I stop turning, too late to realise I’ve twisted plumb into someone else’s personal space. We are belly to belly. The first thing I see is a brown, manicured hand cluching the strap of a handbag, which is enough to tell me that it’s a woman, and she’s young. Instinctively, before I really think about it, I raise my eyes to check her out.
She is facing away from me, her head just moments from my chest, and I’m looking for just long enough to behold the divine curve where her neck sweeps up to join her chin, before she turns back to face me. Our eyes meet, and I do that quick, guilty glance away that you do when a stranger catches you staring on the train. I focus intently at the plastic roof of the carriage, and inside, I cringe.
But then I realise that she’s still looking, directly at me. Nervously, I steal another glance, and she stares right back. Dark Asian eyes. A mop of hair, still damp from a shower somewhere, skimming her shoulders and framing that neck.
I think I can see a faint expression on her mouth. I wouldn’t call it a smile as such, more a look of contentment. Her face is the absence of anxiety, and it fills me with great joy. I half smile back at her, and suddenly there’s a slight flick of her tongue as she moistens her lips.
We inhale each other, all the way to Old Street. It is a moment of sincerity, a moment of unfettered trust between two people. An abrupt and unexpected moment of true love.
As the train lumbers in to Angel, she breaks our shared gaze, and turns towards the door. As it opens, I know she will steal a glance back at me, an unspoken farewell. I have never been more certain of anything in my life.

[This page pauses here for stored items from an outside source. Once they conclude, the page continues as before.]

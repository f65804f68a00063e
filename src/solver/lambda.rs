//! LAMBDA/MLAMBDA integer least squares.
//!
//! Exposed as a pure function for the carrier-phase filters: given a float
//! ambiguity vector and its covariance, return the `m` best integer
//! candidates and their quadratic forms, ordered ascending. The search
//! ratio `s[1]/s[0]` is the validation statistic consumed upstream.

use crate::Error;
use nalgebra::{DMatrix, DVector};

/// Depth-first search iteration bound
const LOOPMAX: usize = 10_000;

/// `Q = L^T diag(D) L` factorization, unit lower triangular `L`.
/// Fails on a non-positive pivot (covariance not positive definite).
fn factorize_ld(q: &DMatrix<f64>) -> Result<(DMatrix<f64>, DVector<f64>), Error> {
    let n = q.nrows();
    let mut a = q.clone();
    let mut l = DMatrix::zeros(n, n);
    let mut d = DVector::zeros(n);

    for i in (0..n).rev() {
        d[i] = a[(i, i)];
        if d[i] <= 0.0 {
            return Err(Error::LdFactorization(i));
        }
        let s = d[i].sqrt();
        for j in 0..=i {
            l[(i, j)] = a[(i, j)] / s;
        }
        for j in 0..i {
            for k in 0..=j {
                a[(j, k)] -= l[(i, k)] * l[(i, j)];
            }
        }
        for j in 0..=i {
            l[(i, j)] /= l[(i, i)];
        }
    }
    Ok((l, d))
}

/// Integer Gauss transform on column `j` against column `i`.
fn gauss(l: &mut DMatrix<f64>, z: &mut DMatrix<f64>, i: usize, j: usize) {
    let n = l.nrows();
    let mu = l[(i, j)].round();
    if mu != 0.0 {
        for k in i..n {
            l[(k, j)] -= mu * l[(k, i)];
        }
        for k in 0..n {
            z[(k, j)] -= mu * z[(k, i)];
        }
    }
}

/// Permutation of adjacent indices `j`, `j+1` with the new pivot `del`.
fn permute(l: &mut DMatrix<f64>, d: &mut DVector<f64>, j: usize, del: f64, z: &mut DMatrix<f64>) {
    let n = l.nrows();
    let eta = d[j] / del;
    let lam = d[j + 1] * l[(j + 1, j)] / del;

    d[j] = eta * d[j + 1];
    d[j + 1] = del;
    for k in 0..j {
        let a0 = l[(j, k)];
        let a1 = l[(j + 1, k)];
        l[(j, k)] = -l[(j + 1, j)] * a0 + a1;
        l[(j + 1, k)] = eta * a0 + lam * a1;
    }
    l[(j + 1, j)] = lam;
    for k in j + 2..n {
        l.swap((k, j), (k, j + 1));
    }
    for k in 0..n {
        z.swap((k, j), (k, j + 1));
    }
}

/// Lattice reduction: integer Gauss transforms plus size-reducing
/// permutations, accumulating the unimodular `Z`. Terminates when a full
/// sweep takes no permutation.
fn reduction(l: &mut DMatrix<f64>, d: &mut DVector<f64>, z: &mut DMatrix<f64>) {
    let n = l.nrows();
    let mut j = n as i64 - 2;
    let mut k = n as i64 - 2;

    while j >= 0 {
        let ju = j as usize;
        if j <= k {
            for i in ju + 1..n {
                gauss(l, z, i, ju);
            }
        }
        let del = d[ju] + l[(ju + 1, ju)] * l[(ju + 1, ju)] * d[ju + 1];
        if del + 1e-6 < d[ju + 1] {
            permute(l, d, ju, del, z);
            k = j;
            j = n as i64 - 2;
        } else {
            j -= 1;
        }
    }
}

/// MLAMBDA depth-first tree search for the `m` smallest quadratic forms.
fn search(
    l: &DMatrix<f64>,
    d: &DVector<f64>,
    zs: &DVector<f64>,
    m: usize,
) -> Result<(Vec<DVector<f64>>, Vec<f64>), Error> {
    let n = l.nrows();
    let mut candidates: Vec<DVector<f64>> = vec![DVector::zeros(n); m];
    let mut s = vec![0.0; m];
    let mut nn = 0usize;
    let mut imax = 0usize;
    let mut max_dist = 1e99;

    let mut partial = DMatrix::<f64>::zeros(n, n);
    let mut dist = vec![0.0; n];
    let mut zb = DVector::zeros(n);
    let mut z = DVector::zeros(n);
    let mut step = vec![0.0; n];

    let mut k = n - 1;
    zb[k] = zs[k];
    z[k] = zb[k].round();
    let mut y = zb[k] - z[k];
    step[k] = if y <= 0.0 { -1.0 } else { 1.0 };

    let mut c = 0;
    while c < LOOPMAX {
        let newdist = dist[k] + y * y / d[k];
        if newdist < max_dist {
            if k != 0 {
                k -= 1;
                dist[k] = newdist;
                for i in 0..=k {
                    partial[(k, i)] =
                        partial[(k + 1, i)] + (z[k + 1] - zb[k + 1]) * l[(k + 1, i)];
                }
                zb[k] = zs[k] + partial[(k, k)];
                z[k] = zb[k].round();
                y = zb[k] - z[k];
                step[k] = if y <= 0.0 { -1.0 } else { 1.0 };
            } else {
                if nn < m {
                    if nn == 0 || newdist > s[imax] {
                        imax = nn;
                    }
                    candidates[nn].copy_from(&z);
                    s[nn] = newdist;
                    nn += 1;
                } else {
                    if newdist < s[imax] {
                        candidates[imax].copy_from(&z);
                        s[imax] = newdist;
                        imax = 0;
                        for i in 0..m {
                            if s[imax] < s[i] {
                                imax = i;
                            }
                        }
                    }
                    max_dist = s[imax];
                }
                z[0] += step[0];
                y = zb[0] - z[0];
                step[0] = -step[0] - step[0].signum();
            }
        } else {
            if k == n - 1 {
                break;
            }
            k += 1;
            z[k] += step[k];
            y = zb[k] - z[k];
            step[k] = -step[k] - step[k].signum();
        }
        c += 1;
    }
    if c >= LOOPMAX {
        return Err(Error::SearchOverflow);
    }

    // order candidates by quadratic form ascending
    let mut order: Vec<usize> = (0..nn).collect();
    order.sort_by(|&a, &b| s[a].partial_cmp(&s[b]).unwrap());
    let sorted: Vec<DVector<f64>> = order.iter().map(|&i| candidates[i].clone()).collect();
    let forms: Vec<f64> = order.iter().map(|&i| s[i]).collect();
    Ok((sorted, forms))
}

/// Integer least squares: the `m` integer vectors nearest to `a` in the
/// metric of `Q`, with their quadratic forms ascending.
pub fn lambda(
    a: &DVector<f64>,
    q: &DMatrix<f64>,
    m: usize,
) -> Result<(Vec<DVector<f64>>, Vec<f64>), Error> {
    let n = a.len();
    assert!(n > 0 && q.nrows() == n && q.ncols() == n && m > 0);

    let (mut l, mut d) = factorize_ld(q)?;
    let mut z_mat = DMatrix::<f64>::identity(n, n);
    reduction(&mut l, &mut d, &mut z_mat);

    // z = Z^T a
    let zs = z_mat.transpose() * a;
    let (z_candidates, s) = search(&l, &d, &zs, m)?;

    // back transform: F = Z^-T E
    let zt = z_mat.transpose();
    let lu = zt.lu();
    let mut out = Vec::with_capacity(z_candidates.len());
    for cand in &z_candidates {
        let f = lu.solve(cand).ok_or(Error::MatrixSingular)?;
        // entries are integers up to round-off
        out.push(f.map(|v| v.round()));
    }
    Ok((out, s))
}

#[cfg(test)]
mod test {
    use super::*;

    #[test]
    fn identity_covariance_rounds() {
        let a = DVector::from_vec(vec![0.35, 0.15, 0.87]);
        let q = DMatrix::identity(3, 3);
        let (f, s) = lambda(&a, &q, 2).unwrap();

        assert_eq!(f[0].as_slice(), &[0.0, 0.0, 1.0]);
        let expect = 0.35f64.powi(2) + 0.15f64.powi(2) + 0.13f64.powi(2);
        assert!((s[0] - expect).abs() < 1e-12, "s0 = {}", s[0]);
        assert!(s[1] / s[0] >= 2.0, "ratio = {}", s[1] / s[0]);
    }

    #[test]
    fn ld_reconstructs_q() {
        // a correlated SPD covariance
        let q = DMatrix::from_row_slice(
            3,
            3,
            &[6.29, 5.98, 0.54, 5.98, 6.29, 1.1, 0.54, 1.1, 6.29],
        );
        let (l, d) = factorize_ld(&q).unwrap();
        let rebuilt = l.transpose() * DMatrix::from_diagonal(&d) * l.clone();
        let err = (&rebuilt - &q).norm();
        assert!(err < 1e-10 * q.norm(), "err = {}", err);
    }

    #[test]
    fn ld_reconstructs_random_spd() {
        use rand::{Rng, SeedableRng};
        let mut rng = rand::rngs::StdRng::seed_from_u64(0xC0FFEE);
        for n in [2usize, 4, 6, 8] {
            let a = DMatrix::from_fn(n, n, |_, _| rng.gen_range(-1.0..1.0));
            let q = &a * a.transpose() + DMatrix::identity(n, n) * n as f64;
            let (l, d) = factorize_ld(&q).unwrap();
            let rebuilt = l.transpose() * DMatrix::from_diagonal(&d) * l;
            assert!((&rebuilt - &q).norm() < 1e-10 * q.norm(), "n = {}", n);
        }
    }

    #[test]
    fn non_spd_is_rejected() {
        let q = DMatrix::from_row_slice(2, 2, &[1.0, 2.0, 2.0, 1.0]);
        assert!(matches!(
            factorize_ld(&q),
            Err(Error::LdFactorization(_))
        ));
    }

    #[test]
    fn reduction_preserves_candidates() {
        // the Z transform is unimodular, so searching the decorrelated
        // lattice must yield the same ordered quadratic forms as a direct
        // search on the original metric
        let a = DVector::from_vec(vec![5.45, 3.1, -2.39]);
        let q = DMatrix::from_row_slice(
            3,
            3,
            &[6.29, 5.98, 0.54, 5.98, 6.29, 1.1, 0.54, 1.1, 6.29],
        );
        let (_, s_reduced) = lambda(&a, &q, 4).unwrap();

        // same search on the unreduced factorization, Z = I
        let (l, d) = factorize_ld(&q).unwrap();
        let (_, s_direct) = search(&l, &d, &a, 4).unwrap();

        assert_eq!(s_reduced.len(), s_direct.len());
        for (x, y) in s_reduced.iter().zip(s_direct.iter()) {
            assert!((x - y).abs() < 1e-9, "{} vs {}", x, y);
        }
        for w in s_reduced.windows(2) {
            assert!(w[0] <= w[1]);
        }
    }

    #[test]
    fn correlated_case_known_solution() {
        // canonical MLAMBDA example (Chang, Yang & Zhou 2005)
        let a = DVector::from_vec(vec![5.45, 3.1, -2.39]);
        let q = DMatrix::from_row_slice(
            3,
            3,
            &[6.29, 5.98, 0.54, 5.98, 6.29, 1.1, 0.54, 1.1, 6.29],
        );
        let (f, s) = lambda(&a, &q, 2).unwrap();
        assert_eq!(f[0].as_slice(), &[5.0, 3.0, -2.0]);
        assert!(s[0] < s[1]);
    }
}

But it does not happen. Her gaze is fixed ahead. As she coldly brushes past me and steps onto the platform, I can just make out a bright white wire losely woven into her hair, travelling from her ear, down into the folds of her coat. It is then that I reach an understanding: For her, I have never existed. Since London Bridge, she has been staring into a void of her own thoughts. It was nothing more than unlucky chance that my eyes, and my soul, should have stumbled into that blind plane of view.
Thirty-seven minutes past eight in the morning. The tube doors cry out in pain as they roll shut, and I am sealed into the train. Only then do I remember that Angel was my stop, too.